Лев Толстой. Драма и величие любви. Опыт метафизической биографии - стр. 41
Драматичный процесс духовного восхождения человека видится Толстому в «О жизни» так.
«Человек начинает жить истинной жизнью, т. е. поднимается на некоторую высоту над жизнью животной и с этой высоты видит призрачность своего животного существования, неизбежно кончающегося смертью, видит, что существование его в плоскости обрывается со всех сторон пропастями, и, не признавая, что этот подъем в высоту и есть сама жизнь, ужасается перед тем, что он увидал с высоты. Вместо того чтобы, признав силу, поднимающую его в высоту, своей жизнью, идти по открывшемуся ему направлению, он ужасается перед тем, что открылось ему с высоты, и нарочно спускается вниз, ложится как можно ниже, чтобы не видать обрывов, открывающихся ему. Но сила разумного сознания опять поднимает его, опять он видит, опять ужасается и, чтоб не видеть, опять припадает к земле. И это продолжается до тех пор, пока он не признает наконец, что для того, чтобы спастись от ужаса перед увлекающим его движением погибельной жизни, ему надо понять, что его движение в плоскости – его пространственное и временное существование – не есть его жизнь, а что жизнь его только в движении в высоту, что только в подчинении его личности закону разума и заключается возможность блага и жизни. Ему надо понять, что у него есть крылья, поднимающие его над бездной, что, если бы не было этих крыльев, он никогда и не поднимался бы в высоту и не видал бы бездны. Ему надо поверить в свои крылья и лететь туда, куда они влекут его».

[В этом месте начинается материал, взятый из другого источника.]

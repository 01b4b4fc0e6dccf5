//! Stache Lexer
//!
//! Tokenizes mustache-markup template source into a flat stream of tokens.
//! Tags carry their attributes, and attribute values are tokenized again
//! into text and mustache tokens so that `class="{{active}} item"` keeps its
//! dynamic parts.
//!
//! # Example
//!
//! ```
//! use stache_lexer::Scanner;
//!
//! let tokens = Scanner::tokenize("").unwrap();
//! assert!(tokens.is_empty());
//! ```

pub mod scanner;
pub mod token;

pub use scanner::Scanner;
pub use token::{MustacheKind, RawAttribute, Span, Tag, Token, TokenKind};

/// Lexer error with position information.
#[derive(Debug, Clone, PartialEq, thiserror::Error)]
#[error("Lexer error at line {line}, column {column}: {message}")]
pub struct LexerError {
    pub message: String,
    pub line: usize,
    pub column: usize,
}
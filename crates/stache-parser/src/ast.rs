//! Node tree for Stache templates.
//!
//! Nodes are plain owned values: an element owns its children, a template
//! owns its top-level items. Nothing is mutated once a builder returns, so
//! serializers can cache their output per [`NodeId`].

use serde_json::Value;
use stache_lexer::MustacheKind;

/// Identity of an element. Serializer memo tables key on it.
///
/// `parse` differs between any two `Parser` runs in the process, so ids from
/// different templates never collide.
#[derive(Debug, Clone, Copy, PartialEq, Eq, Hash, PartialOrd, Ord)]
pub struct NodeId {
    pub parse: usize,
    pub index: usize,
}

/// A complete parsed template.
#[derive(Debug, Clone, PartialEq)]
pub struct Template {
    pub items: Vec<Item>,
}

/// Any node that can appear in a child list.
#[derive(Debug, Clone, PartialEq)]
pub enum Item {
    /// A run of literal text.
    Text(String),

    /// `{{name}}` or `{{{name}}}`.
    Mustache {
        kind: MustacheKind,
        reference: String,
    },

    /// `{{#name}}...{{/name}}` or `{{^name}}...{{/name}}`.
    Section(Section),

    /// `{{>name}}`
    Partial(String),

    /// An HTML comment (delimiters stripped).
    Comment(String),

    /// An HTML element or a component.
    Element(ElementNode),
}

/// A (possibly inverted) section block.
#[derive(Debug, Clone, PartialEq)]
pub struct Section {
    pub reference: String,
    pub inverted: bool,
    pub items: Vec<Item>,
}

/// An embeddable sequence of items built from a token run, such as an
/// attribute value or a dynamic directive argument.
#[derive(Debug, Clone, PartialEq, Default)]
pub struct Fragment {
    pub items: Vec<Item>,
}

/// An element built from an opening tag and everything up to its close.
#[derive(Debug, Clone, PartialEq)]
pub struct ElementNode {
    pub id: NodeId,
    /// The tag name as written.
    pub raw_tag_name: String,
    /// Lower-cased tag name; all matching uses this.
    pub lower_tag_name: String,
    pub kind: ElementKind,
    pub doctype: bool,
    pub self_closing: bool,
    pub is_void: bool,
    /// Tags whose opening implicitly closes this element.
    pub sibling_close_set: Option<&'static [&'static str]>,
    /// `None` for void and self-closing elements.
    pub children: Option<Vec<Item>>,
}

/// Custom component or plain HTML element, fixed at construction.
#[derive(Debug, Clone, PartialEq)]
pub enum ElementKind {
    Component(Component),
    Html(HtmlElement),
}

/// A custom component (`<rv-widget>`). Attributes are kept unclassified.
#[derive(Debug, Clone, PartialEq)]
pub struct Component {
    /// Camel-cased name with the `rv-` prefix removed.
    pub name: String,
    pub attributes: Vec<Attribute>,
}

/// A plain HTML (or SVG) element with its directives split out.
#[derive(Debug, Clone, PartialEq)]
pub struct HtmlElement {
    /// Lower-cased tag, or the case-sensitive SVG form.
    pub tag: String,
    pub attributes: Vec<Attribute>,
    pub proxies: Vec<Directive>,
    pub intro: Option<Directive>,
    pub outro: Option<Directive>,
    pub decorator: Option<String>,
}

/// A plain attribute. `value == None` marks a boolean attribute (`checked`).
#[derive(Debug, Clone, PartialEq)]
pub struct Attribute {
    pub name: String,
    pub value: Option<Fragment>,
}

/// A parsed behavioural attribute: `on-click="select:{{id}}"` gives
/// type `click`, name `select` and dynamic arguments.
#[derive(Debug, Clone, PartialEq)]
pub struct Directive {
    pub directive_type: String,
    pub name: DirectiveName,
    /// Static arguments, JSON-parsed when possible.
    pub args: Option<Value>,
    /// Arguments containing mustaches or spanning several tokens.
    pub dynamic_args: Option<Fragment>,
}

/// A directive name is literal text unless it contains mustaches.
#[derive(Debug, Clone, PartialEq)]
pub enum DirectiveName {
    Static(String),
    Dynamic(Fragment),
}

impl ElementNode {
    pub fn is_component(&self) -> bool {
        matches!(self.kind, ElementKind::Component(_))
    }

    /// Component name or resolved HTML tag.
    pub fn tag(&self) -> &str {
        match &self.kind {
            ElementKind::Component(component) => &component.name,
            ElementKind::Html(html) => &html.tag,
        }
    }

    pub fn attributes(&self) -> &[Attribute] {
        match &self.kind {
            ElementKind::Component(component) => &component.attributes,
            ElementKind::Html(html) => &html.attributes,
        }
    }

    pub fn html(&self) -> Option<&HtmlElement> {
        match &self.kind {
            ElementKind::Html(html) => Some(html),
            ElementKind::Component(_) => None,
        }
    }

    /// Children, or an empty slice for void and self-closing elements.
    pub fn children(&self) -> &[Item] {
        self.children.as_deref().unwrap_or(&[])
    }
}

impl Item {
    pub fn as_element(&self) -> Option<&ElementNode> {
        match self {
            Item::Element(element) => Some(element),
            _ => None,
        }
    }

    pub fn as_text(&self) -> Option<&str> {
        match self {
            Item::Text(text) => Some(text),
            _ => None,
        }
    }
}

impl Fragment {
    pub fn new(items: Vec<Item>) -> Self {
        Self { items }
    }
}
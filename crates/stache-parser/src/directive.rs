//! Directive value parsing.
//!
//! A directive value is split at the first `:` found in literal text:
//!
//! ```text
//! on-click="select"             → name "select"
//! on-click="select:{{id}}"      → name "select", dynamic args {{id}}
//! on-click="move:[1, 2]"        → name "move", args [1, 2]
//! on-click="{{handler}}:now"    → dynamic name {{handler}}, args "now"
//! ```

use crate::ast::{Directive, DirectiveName};
use crate::parser::Parser;
use crate::ParseError;
use serde_json::Value;
use stache_lexer::{RawAttribute, Span, Token, TokenKind};

/// Parse a proxy or transition attribute into a directive.
pub fn parse_directive(
    parser: &mut Parser,
    directive: RawAttribute,
    span: Span,
) -> Result<Directive, ParseError> {
    let (directive_type, tokens) = match directive.value {
        Some(tokens) if !directive.name.is_empty() => (directive.name, tokens),
        _ => return Err(ParseError::illegal_directive("Illegal directive", span)),
    };

    let mut name_tokens = Vec::new();
    let mut arg_tokens = Vec::new();
    let mut remaining = tokens.into_iter();

    while let Some(token) = remaining.next() {
        let split = match &token.kind {
            TokenKind::Text(text) => text
                .split_once(':')
                .map(|(before, after)| (before.to_string(), after.to_string())),
            _ => None,
        };

        let Some((before, after)) = split else {
            name_tokens.push(token);
            continue;
        };

        if !before.is_empty() {
            name_tokens.push(Token::new(TokenKind::Text(before), token.span));
        }
        if !after.is_empty() {
            arg_tokens.push(Token::new(TokenKind::Text(after), token.span));
        }
        break;
    }
    arg_tokens.extend(remaining);

    let name = match single_literal(&name_tokens) {
        Some(name) => DirectiveName::Static(name),
        None => DirectiveName::Dynamic(parser.build_fragment(name_tokens)?),
    };

    let mut args = None;
    let mut dynamic_args = None;
    if !arg_tokens.is_empty() {
        match single_literal(&arg_tokens) {
            Some(literal) => args = Some(parse_args(literal)),
            None => dynamic_args = Some(parser.build_fragment(arg_tokens)?),
        }
    }

    Ok(Directive {
        directive_type,
        name,
        args,
        dynamic_args,
    })
}

/// The text of a sequence made of exactly one literal text token.
fn single_literal(tokens: &[Token]) -> Option<String> {
    match tokens {
        [token] => token.as_text().map(str::to_string),
        _ => None,
    }
}

/// Strict JSON, falling back to the raw string.
fn parse_args(literal: String) -> Value {
    match serde_json::from_str(&literal) {
        Ok(value) => value,
        Err(_) => Value::String(literal),
    }
}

Поверить в свои крылья современный человек не может потому, что «требования личности так разрослись, так загромоздили сознание человека, что ему кажется, что разум отрицает всю жизнь. Ему кажется то, что если откинуть из своего сознания жизни все то, что отрицает его разум (то есть сознание высшей души. – И.М.), то ничего не останется. Он не видит уже того, что остается. Остаток, – тот остаток, в котором есть жизнь, ему кажется ничем».
Теперешняя жизнь столь определенно разводит высшую и низшую душу, что Толстой считает возможным пользоваться понятиями двух «Я» в человеке: духовным (разумным) Я и животным Я.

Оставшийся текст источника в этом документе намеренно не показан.